= Exercise details =
All entries should be output exactly as they stand.

= Data =
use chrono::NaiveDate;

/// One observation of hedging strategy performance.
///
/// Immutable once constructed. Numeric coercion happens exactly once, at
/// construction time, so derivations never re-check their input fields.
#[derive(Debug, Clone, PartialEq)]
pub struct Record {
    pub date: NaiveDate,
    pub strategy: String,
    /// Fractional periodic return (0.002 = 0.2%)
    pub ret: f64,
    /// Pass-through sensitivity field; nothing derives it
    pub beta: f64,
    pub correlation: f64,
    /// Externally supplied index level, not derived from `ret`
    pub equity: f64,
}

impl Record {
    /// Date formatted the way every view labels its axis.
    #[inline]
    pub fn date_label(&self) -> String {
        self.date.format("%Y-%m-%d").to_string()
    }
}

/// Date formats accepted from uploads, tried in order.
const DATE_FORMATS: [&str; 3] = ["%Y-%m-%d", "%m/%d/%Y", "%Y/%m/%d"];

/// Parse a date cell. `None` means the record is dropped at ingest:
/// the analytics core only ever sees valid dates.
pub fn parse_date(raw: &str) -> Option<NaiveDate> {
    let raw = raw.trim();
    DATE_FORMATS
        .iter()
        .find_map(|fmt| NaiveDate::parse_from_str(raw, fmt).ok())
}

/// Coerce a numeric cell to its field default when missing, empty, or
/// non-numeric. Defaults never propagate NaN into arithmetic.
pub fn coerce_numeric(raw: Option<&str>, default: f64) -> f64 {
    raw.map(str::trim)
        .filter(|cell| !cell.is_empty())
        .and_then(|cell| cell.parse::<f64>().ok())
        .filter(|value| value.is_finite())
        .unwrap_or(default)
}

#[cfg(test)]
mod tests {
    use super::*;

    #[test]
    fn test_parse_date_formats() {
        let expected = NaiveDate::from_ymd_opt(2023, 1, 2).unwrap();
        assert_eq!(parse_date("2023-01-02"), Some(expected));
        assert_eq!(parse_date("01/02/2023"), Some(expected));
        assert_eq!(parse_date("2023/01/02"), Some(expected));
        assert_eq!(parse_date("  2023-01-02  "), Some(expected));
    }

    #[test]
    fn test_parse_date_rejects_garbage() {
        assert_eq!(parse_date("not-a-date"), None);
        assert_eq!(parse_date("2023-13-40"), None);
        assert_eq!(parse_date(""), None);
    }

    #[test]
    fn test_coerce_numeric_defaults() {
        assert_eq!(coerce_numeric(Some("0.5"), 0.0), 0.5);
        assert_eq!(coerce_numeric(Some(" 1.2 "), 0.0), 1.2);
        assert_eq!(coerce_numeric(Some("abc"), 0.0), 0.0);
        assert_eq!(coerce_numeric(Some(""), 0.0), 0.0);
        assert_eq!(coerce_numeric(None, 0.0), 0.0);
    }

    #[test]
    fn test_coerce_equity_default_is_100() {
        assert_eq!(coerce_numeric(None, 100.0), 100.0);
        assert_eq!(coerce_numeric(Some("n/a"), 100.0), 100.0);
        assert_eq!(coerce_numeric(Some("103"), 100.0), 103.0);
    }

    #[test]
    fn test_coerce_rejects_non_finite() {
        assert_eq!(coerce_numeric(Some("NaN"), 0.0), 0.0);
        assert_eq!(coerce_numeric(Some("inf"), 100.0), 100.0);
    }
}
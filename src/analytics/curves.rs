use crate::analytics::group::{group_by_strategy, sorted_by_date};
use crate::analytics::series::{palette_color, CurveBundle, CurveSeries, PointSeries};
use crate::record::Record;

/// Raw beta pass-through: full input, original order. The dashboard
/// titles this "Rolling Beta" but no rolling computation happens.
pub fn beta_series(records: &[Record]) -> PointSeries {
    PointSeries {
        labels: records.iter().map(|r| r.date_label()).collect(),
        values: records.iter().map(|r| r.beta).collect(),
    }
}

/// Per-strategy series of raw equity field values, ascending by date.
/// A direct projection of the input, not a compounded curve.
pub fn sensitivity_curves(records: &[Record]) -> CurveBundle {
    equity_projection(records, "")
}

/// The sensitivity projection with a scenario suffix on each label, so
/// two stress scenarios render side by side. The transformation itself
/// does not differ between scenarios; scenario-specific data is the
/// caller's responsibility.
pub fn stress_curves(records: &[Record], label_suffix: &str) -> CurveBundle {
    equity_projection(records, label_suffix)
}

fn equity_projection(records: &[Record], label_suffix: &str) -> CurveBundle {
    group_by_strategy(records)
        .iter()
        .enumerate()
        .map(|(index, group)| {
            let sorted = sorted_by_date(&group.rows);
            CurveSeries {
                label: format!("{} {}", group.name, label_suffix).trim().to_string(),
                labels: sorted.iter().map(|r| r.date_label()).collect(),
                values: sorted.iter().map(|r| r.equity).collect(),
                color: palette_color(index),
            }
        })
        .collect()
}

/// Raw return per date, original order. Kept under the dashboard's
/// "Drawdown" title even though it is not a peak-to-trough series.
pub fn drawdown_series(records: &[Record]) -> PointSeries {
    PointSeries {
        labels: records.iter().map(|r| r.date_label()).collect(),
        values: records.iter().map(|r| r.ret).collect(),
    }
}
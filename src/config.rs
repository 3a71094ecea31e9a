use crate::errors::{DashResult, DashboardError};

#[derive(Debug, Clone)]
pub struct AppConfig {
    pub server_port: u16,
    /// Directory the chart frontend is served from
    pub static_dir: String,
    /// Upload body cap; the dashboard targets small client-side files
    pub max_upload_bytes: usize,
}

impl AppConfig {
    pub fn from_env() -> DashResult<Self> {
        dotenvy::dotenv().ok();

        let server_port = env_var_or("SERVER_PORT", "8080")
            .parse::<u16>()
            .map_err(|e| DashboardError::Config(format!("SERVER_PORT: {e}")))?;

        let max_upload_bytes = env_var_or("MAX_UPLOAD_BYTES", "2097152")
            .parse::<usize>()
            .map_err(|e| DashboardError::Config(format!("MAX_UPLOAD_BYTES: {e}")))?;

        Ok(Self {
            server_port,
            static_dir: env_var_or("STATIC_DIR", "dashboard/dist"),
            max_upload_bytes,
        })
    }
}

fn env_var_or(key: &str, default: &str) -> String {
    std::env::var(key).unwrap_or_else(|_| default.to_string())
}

= Reply to the exercise =
use chrono::NaiveDate;

/// One observation of hedging strategy performance.
///
/// Immutable once constructed. Numeric coercion happens exactly once, at
/// construction time, so derivations never re-check their input fields.
#[derive(Debug, Clone, PartialEq)]
pub struct Record {
    pub date: NaiveDate,
    pub strategy: String,
    /// Fractional periodic return (0.002 = 0.2%)
    pub ret: f64,
    /// Pass-through sensitivity field; nothing derives it
    pub beta: f64,
    pub correlation: f64,
    /// Externally supplied index level, not derived from `ret`
    pub equity: f64,
}

impl Record {
    /// Date formatted the way every view labels its axis.
    #[inline]
    pub fn date_label(&self) -> String {
        self.date.format("%Y-%m-%d").to_string()
    }
}

/// Date formats accepted from uploads, tried in order.
const DATE_FORMATS: [&str; 3] = ["%Y-%m-%d", "%m/%d/%Y", "%Y/%m/%d"];

/// Parse a date cell. `None` means the record is dropped at ingest:
/// the analytics core only ever sees valid dates.
pub fn parse_date(raw: &str) -> Option<NaiveDate> {
    let raw = raw.trim();
    DATE_FORMATS
        .iter()
        .find_map(|fmt| NaiveDate::parse_from_str(raw, fmt).ok())
}

/// Coerce a numeric cell to its field default when missing, empty, or
/// non-numeric. Defaults never propagate NaN into arithmetic.
pub fn coerce_numeric(raw: Option<&str>, default: f64) -> f64 {
    raw.map(str::trim)
        .filter(|cell| !cell.is_empty())
        .and_then(|cell| cell.parse::<f64>().ok())
        .filter(|value| value.is_finite())
        .unwrap_or(default)
}

#[cfg(test)]
mod tests {
    use super::*;

    #[test]
    fn test_parse_date_formats() {
        let expected = NaiveDate::from_ymd_opt(2023, 1, 2).unwrap();
        assert_eq!(parse_date("2023-01-02"), Some(expected));
        assert_eq!(parse_date("01/02/2023"), Some(expected));
        assert_eq!(parse_date("2023/01/02"), Some(expected));
        assert_eq!(parse_date("  2023-01-02  "), Some(expected));
    }

    #[test]
    fn test_parse_date_rejects_garbage() {
        assert_eq!(parse_date("not-a-date"), None);
        assert_eq!(parse_date("2023-13-40"), None);
        assert_eq!(parse_date(""), None);
    }

    #[test]
    fn test_coerce_numeric_defaults() {
        assert_eq!(coerce_numeric(Some("0.5"), 0.0), 0.5);
        assert_eq!(coerce_numeric(Some(" 1.2 "), 0.0), 1.2);
        assert_eq!(coerce_numeric(Some("abc"), 0.0), 0.0);
        assert_eq!(coerce_numeric(Some(""), 0.0), 0.0);
        assert_eq!(coerce_numeric(None, 0.0), 0.0);
    }

    #[test]
    fn test_coerce_equity_default_is_100() {
        assert_eq!(coerce_numeric(None, 100.0), 100.0);
        assert_eq!(coerce_numeric(Some("n/a"), 100.0), 100.0);
        assert_eq!(coerce_numeric(Some("103"), 100.0), 103.0);
    }

    #[test]
    fn test_coerce_rejects_non_finite() {
        assert_eq!(coerce_numeric(Some("NaN"), 0.0), 0.0);
        assert_eq!(coerce_numeric(Some("inf"), 100.0), 100.0);
    }
}
filename src/analytics/curves.rs
use crate::analytics::group::{group_by_strategy, sorted_by_date};
use crate::analytics::series::{palette_color, CurveBundle, CurveSeries, PointSeries};
use crate::record::Record;

/// Raw beta pass-through: full input, original order. The dashboard
/// titles this "Rolling Beta" but no rolling computation happens.
pub fn beta_series(records: &[Record]) -> PointSeries {
    PointSeries {
        labels: records.iter().map(|r| r.date_label()).collect(),
        values: records.iter().map(|r| r.beta).collect(),
    }
}

/// Per-strategy series of raw equity field values, ascending by date.
/// A direct projection of the input, not a compounded curve.
pub fn sensitivity_curves(records: &[Record]) -> CurveBundle {
    equity_projection(records, "")
}

/// The sensitivity projection with a scenario suffix on each label, so
/// two stress scenarios render side by side. The transformation itself
/// does not differ between scenarios; scenario-specific data is the
/// caller's responsibility.
pub fn stress_curves(records: &[Record], label_suffix: &str) -> CurveBundle {
    equity_projection(records, label_suffix)
}

fn equity_projection(records: &[Record], label_suffix: &str) -> CurveBundle {
    group_by_strategy(records)
        .iter()
        .enumerate()
        .map(|(index, group)| {
            let sorted = sorted_by_date(&group.rows);
            CurveSeries {
                label: format!("{} {}", group.name, label_suffix).trim().to_string(),
                labels: sorted.iter().map(|r| r.date_label()).collect(),
                values: sorted.iter().map(|r| r.equity).collect(),
                color: palette_color(index),
            }
        })
        .collect()
}

/// Raw return per date, original order. Kept under the dashboard's
/// "Drawdown" title even though it is not a peak-to-trough series.
pub fn drawdown_series(records: &[Record]) -> PointSeries {
    PointSeries {
        labels: records.iter().map(|r| r.date_label()).collect(),
        values: records.iter().map(|r| r.ret).collect(),
    }
}
filename src/config.rs
repository 3a71094ecea31e9a
use crate::errors::{DashResult, DashboardError};

#[derive(Debug, Clone)]
pub struct AppConfig {
    pub server_port: u16,
    /// Directory the chart frontend is served from
    pub static_dir: String,
    /// Upload body cap; the dashboard targets small client-side files
    pub max_upload_bytes: usize,
}

impl AppConfig {
    pub fn from_env() -> DashResult<Self> {
        dotenvy::dotenv().ok();

        let server_port = env_var_or("SERVER_PORT", "8080")
            .parse::<u16>()
            .map_err(|e| DashboardError::Config(format!("SERVER_PORT: {e}")))?;

        let max_upload_bytes = env_var_or("MAX_UPLOAD_BYTES", "2097152")
            .parse::<usize>()
            .map_err(|e| DashboardError::Config(format!("MAX_UPLOAD_BYTES: {e}")))?;

        Ok(Self {
            server_port,
            static_dir: env_var_or("STATIC_DIR", "dashboard/dist"),
            max_upload_bytes,
        })
    }
}

fn env_var_or(key: &str, default: &str) -> String {
    std::env::var(key).unwrap_or_else(|_| default.to_string())
}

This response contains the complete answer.